Grotesque “Unders versus Overs” matches would arise from time to time, in which under sixteens played over sixteens, and school matches that you had to watch an
d cheer at. PE lessons cropped up in the syllabus, in academic time: absurd Loughborough-educated imbeciles calling everyone “lads” and using Christian names as if they found the snobbery of public school inimical to their healthy, matey world of beer, bonhomie, split times and quadriceps.
“Good lad, Jamie!”
Oh, there was always a Jamie, a good-lad-Jamie, a neat, nippy, darty, agile scrum-halfy little Jamie. Jamie could swarm up ropes like an Arthur Ransom hero, he could fly up window frames, leap vaulting horses, flip elegant underwater turns at the end of each lap of the pool, somersault backwards and forwards off the trapeze and spring back up with his neat little buttocks twinkling and winking with fitness and firmness and cute little Jamieness. Cunt.
Then they had the nerve, these barely literate pithecanthropoids in their triple-A T-shirts and navy blue tracksuit bottoms, with their pathetically function-rich stopwatches around their thick, thick necks, to write school reports citing “motor development percentiles” and other such bee’s wank as if their futile, piffling physical jerks were part of some recognised scientific discipline that mattered, that actually mattered in the world. Even a tragic management consultant bristling with statistics and psychological advice on the “art of people handling”—art of the so-fucking-obvious-it-makes-your-nose-bleed more like—has some right to look himself in the mirror every morning, but these baboons with their clipboards and whistles and lactic acid burn statistics, running backwards with a medicine ball under each arm, shouting “Come on, Fry, shift yourself, let’s see some bum …”

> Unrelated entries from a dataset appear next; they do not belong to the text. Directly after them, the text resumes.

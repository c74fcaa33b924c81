//! Resource schemas: ordered attribute specs, whole-record validators and
//! derived accessors, compiled into a single fail-fast validation pass.
pub mod validators;

use std::fmt;
use std::sync::Arc;

use indexmap::IndexMap;
use serde_json::{Map, Value};
use tracing::debug;

use crate::attrs::{Record, ValidatedAttributes};
use crate::descriptor::TypeDescriptor;
use crate::error::{SynthError, SynthResult};

pub type FieldValidator = Arc<dyn Fn(&Value) -> Result<Value, String> + Send + Sync>;
pub type RecordValidator = Arc<dyn Fn(Record) -> SynthResult<Record> + Send + Sync>;
pub type DerivedFn = Arc<dyn Fn(&ValidatedAttributes) -> Option<Value> + Send + Sync>;

// ————————————————————————————————————————————————————————————————————————————
// ATTRIBUTE SPECS
// ————————————————————————————————————————————————————————————————————————————

#[derive(Clone)]
pub struct AttributeSpec {
    name: String,
    descriptor: TypeDescriptor,
    required: bool,
    description: Option<String>,
    validator: Option<FieldValidator>,
}

impl AttributeSpec {
    pub fn required(name: impl Into<String>, descriptor: TypeDescriptor) -> Self {
        Self { name: name.into(), descriptor, required: true, description: None, validator: None }
    }

    pub fn optional(name: impl Into<String>, descriptor: TypeDescriptor) -> Self {
        Self { name: name.into(), descriptor, required: false, description: None, validator: None }
    }

    pub fn with_description(mut self, description: impl Into<String>) -> Self {
        self.description = Some(description.into());
        self
    }

    /// Runs after the descriptor accepted the value; may rewrite it.
    pub fn with_validator<F>(mut self, validator: F) -> Self
    where
        F: Fn(&Value) -> Result<Value, String> + Send + Sync + 'static,
    {
        self.validator = Some(Arc::new(validator));
        self
    }

    pub fn name(&self) -> &str {
        &self.name
    }

    pub fn descriptor(&self) -> &TypeDescriptor {
        &self.descriptor
    }

    pub fn is_required(&self) -> bool {
        self.required
    }

    pub fn description(&self) -> Option<&str> {
        self.description.as_deref()
    }

    fn resolve(&self, path: &str, supplied: Option<&Value>) -> SynthResult<Option<Value>> {
        let Some(value) = supplied.filter(|v| !v.is_null()) else {
            return match self.descriptor.apply_default(None) {
                Some(default) => Ok(Some(default)),
                None if self.required => Err(SynthError::missing(path)),
                None => Ok(None),
            };
        };
        let value = self.descriptor.validate(path, value)?;
        match &self.validator {
            Some(validator) => validator(&value)
                .map(Some)
                .map_err(|reason| SynthError::constraint(path, reason, &value)),
            None => Ok(Some(value)),
        }
    }
}

impl fmt::Debug for AttributeSpec {
    fn fmt(&self, f: &mut fmt::Formatter<'_>) -> fmt::Result {
        f.debug_struct("AttributeSpec")
            .field("name", &self.name)
            .field("descriptor", &self.descriptor)
            .field("required", &self.required)
            .field("validator", &self.validator.is_some())
            .finish()
    }
}

// ————————————————————————————————————————————————————————————————————————————
// SCHEMA
// ————————————————————————————————————————————————————————————————————————————

#[derive(Debug, Clone, Copy, PartialEq, Eq, Default)]
pub enum UnknownKeys {
    #[default]
    Deny,
    Ignore,
}

#[derive(Clone)]
pub struct ResourceSchema {
    name: String,
    description: Option<String>,
    attributes: Vec<AttributeSpec>,
    validators: Vec<RecordValidator>,
    derived: Vec<(String, DerivedFn)>,
    unknown_keys: UnknownKeys,
}

impl ResourceSchema {
    pub fn new(name: impl Into<String>) -> Self {
        Self {
            name: name.into(),
            description: None,
            attributes: Vec::new(),
            validators: Vec::new(),
            derived: Vec::new(),
            unknown_keys: UnknownKeys::Deny,
        }
    }

    pub fn with_description(mut self, description: impl Into<String>) -> Self {
        self.description = Some(description.into());
        self
    }

    pub fn attribute(mut self, spec: AttributeSpec) -> Self {
        self.attributes.push(spec);
        self
    }

    /// Append a whole-record validator; validators run in the order added.
    pub fn validator(mut self, validator: RecordValidator) -> Self {
        self.validators.push(validator);
        self
    }

    /// Declare a pure accessor evaluated over the frozen record.
    pub fn derive<F>(mut self, name: impl Into<String>, compute: F) -> Self
    where
        F: Fn(&ValidatedAttributes) -> Option<Value> + Send + Sync + 'static,
    {
        self.derived.push((name.into(), Arc::new(compute)));
        self
    }

    /// Drop undeclared keys instead of rejecting them.
    pub fn lenient(mut self) -> Self {
        self.unknown_keys = UnknownKeys::Ignore;
        self
    }

    pub fn name(&self) -> &str {
        &self.name
    }

    pub fn description(&self) -> Option<&str> {
        self.description.as_deref()
    }

    pub fn attributes(&self) -> &[AttributeSpec] {
        &self.attributes
    }

    pub fn attribute_spec(&self, name: &str) -> Option<&AttributeSpec> {
        self.attributes.iter().find(|a| a.name == name)
    }

    /// Validate a raw attribute map and freeze the result.
    pub fn validate(&self, raw: &Map<String, Value>) -> SynthResult<ValidatedAttributes> {
        let record = self.validate_record("", raw)?;
        let frozen = ValidatedAttributes::freeze(record);
        Ok(self.derived.iter().fold(frozen, |attrs, (name, compute)| match compute(&attrs) {
            Some(value) => attrs.with_derived(name.clone(), value),
            None => attrs,
        }))
    }

    /// Normalize keys, resolve every attribute and run the record validators,
    /// with attribute paths rooted at `prefix`.
    pub(crate) fn validate_record(
        &self,
        prefix: &str,
        raw: &Map<String, Value>,
    ) -> SynthResult<Record> {
        let input = self.normalize_keys(prefix, raw)?;

        let mut record = Record::new();
        for spec in &self.attributes {
            let path = join_path(prefix, &spec.name);
            if let Some(value) = spec.resolve(&path, input.get(spec.name.as_str()).copied())? {
                record.insert(spec.name.clone(), value);
            }
        }

        self.validators.iter().try_fold(record, |record, validator| validator(record))
    }

    fn normalize_keys<'a>(
        &self,
        prefix: &str,
        raw: &'a Map<String, Value>,
    ) -> SynthResult<IndexMap<String, &'a Value>> {
        let mut input = IndexMap::with_capacity(raw.len());
        for (key, value) in raw {
            let name = normalize_key(key);
            if self.attribute_spec(&name).is_none() {
                match self.unknown_keys {
                    UnknownKeys::Deny => {
                        return Err(SynthError::UnknownAttribute { field: join_path(prefix, key) });
                    }
                    UnknownKeys::Ignore => {
                        debug!(schema = %self.name, key = %key, "dropping undeclared attribute");
                        continue;
                    }
                }
            }
            if input.insert(name.clone(), value).is_some() {
                return Err(SynthError::invariant(format!(
                    "attribute `{}` supplied more than once",
                    join_path(prefix, &name)
                )));
            }
        }
        Ok(input)
    }
}

impl fmt::Debug for ResourceSchema {
    fn fmt(&self, f: &mut fmt::Formatter<'_>) -> fmt::Result {
        f.debug_struct("ResourceSchema")
            .field("name", &self.name)
            .field("attributes", &self.attributes)
            .field("validators", &self.validators.len())
            .field("derived", &self.derived.iter().map(|(n, _)| n).collect::<Vec<_>>())
            .field("unknown_keys", &self.unknown_keys)
            .finish()
    }
}

// ————————————————————————————————————————————————————————————————————————————
// INTERNAL HELPERS
// ————————————————————————————————————————————————————————————————————————————

fn join_path(prefix: &str, name: &str) -> String {
    if prefix.is_empty() { name.to_string() } else { format!("{prefix}.{name}") }
}

/// `camelCase`, `kebab-case` and padded keys all map onto `snake_case`.
pub fn normalize_key(key: &str) -> String {
    let mut out = String::with_capacity(key.len() + 4);
    let mut prev_lower = false;
    for c in key.trim().chars() {
        if c.is_ascii_uppercase() {
            if prev_lower {
                out.push('_');
            }
            out.push(c.to_ascii_lowercase());
            prev_lower = false;
        } else if c == '-' || c == ' ' {
            out.push('_');
            prev_lower = false;
        } else {
            out.push(c);
            prev_lower = c.is_ascii_lowercase() || c.is_ascii_digit();
        }
    }
    out
}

Yeugh! The squeak of rubber soles on sports hall floors, the rank stench of newly leaking testosterone, the crunch of cinder racing tracks, the ugly, dead thump of a rugger ball taking a second later than the ugly, dead sight of it hitting the hard mud as you sullenly watched the match, the clatter of hockey sticks, the scrape of studded boots on pavilion floors, the puke-sweet smell of linseed oil, “Litesome” jockstraps, shin guards, disgusting leather caps worn in scrums, boots, shorts, socks, laces, the hiss and steam of the showers.